= Repartition =

Redistribution of land in Russia

Repartition (передел) was a practice in the Russian Empire and early Soviet Union of the periodic redistribution of the peasant's arable land by the village community.

The traditional household did not permanently hold a particular allotment in the open fields. What the household had was the right, so long as it remained within the village community (`mir'), to a holding commensurate with its size. The mir's assembly, the skhod, periodically redistributed the arable land to allow for changes in the size of households, and for new (or extinguished) households.

==History==
Repartition was the concomitant of Tsarist tax policies; it ensured that every peasant family had the wherewithal to meet its tax obligations. It was almost unknown before the later 17th century, but thereafter became widespread. The introduction of the soul tax, Peter the Great's heavy equal poll tax on adult males, in 1724, encouraged its spread. In 1829 a decree required miry on State lands henceforth to carry out a general egalitarian repartition (chernyi peredel) following each new tax assessment or `revision'. By the mid-19th century repartition was, formally, almost universal in Slavonic Russia (the exception was the far west). After this time the law no longer required repartition, but by then it had become absorbed into peasant culture as a streak of egalitarianism.

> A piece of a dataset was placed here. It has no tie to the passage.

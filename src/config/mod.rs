/// Database configuration and connection management
pub mod database;

/// Engine behavior switches loaded from a TOML file
pub mod engine;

A law of 1893 sought to restrict repartition to every twelfth year, i.e. every four crop rotations under the traditional `three-field', i.e. three-course, crop-rotation. The Bolshevik Land Code of 1922 specified nine years (three crop-cycles). But some miry preferred to divide the land more frequently, such as every six years, and even annual repartition was not unknown. Meadows were often divided annually prior to mowing. Partial repartitions (skidka-nakidka) could be carried out in the intervening intervals to take account of population changes. Some communities preferred such continual adjustments as less drastic than general repartition.

==Bases and methods==
Land was awarded on the basis of the number of `economic units' a household contained. This unit could be variously the `tyaglo' (usually a man-and-wife unit), the `soul' (adult male), the worker (adult male or female), or the `eater' (mouth-to-feed, household member of any age). Before 1861 the tyaglo method tended to be used on private estates, the `soul' on State lands; these methods tended to continue on these former lands after the freeing of the serfs. But since an adult male was counted as two souls, these methods amounted to much the same thing. (Thus a man was compelled to marry to obtain a work-partner, not only to cope with agricultural work, but to fulfil his fiscal obligations as well.)

Repartition was usually carried out on the fallow land only, to avoid disrupting land under cultivation. Thus, under the 'three-field' system, a complete repartition would take three years. Actual measuring-out was done by pacing - there were few trained surveyors available for more sophisticated methods. The fields were broken up into blocks (yarusy) and strips made as nearly equal as possible with respect to quality (fertility, evenless of land etc.), and graded according to variations in these qualities and distance from the households. Allocation of plots was carried out by lot. Strips were allotted to each household so as to give them a weighted equality of land.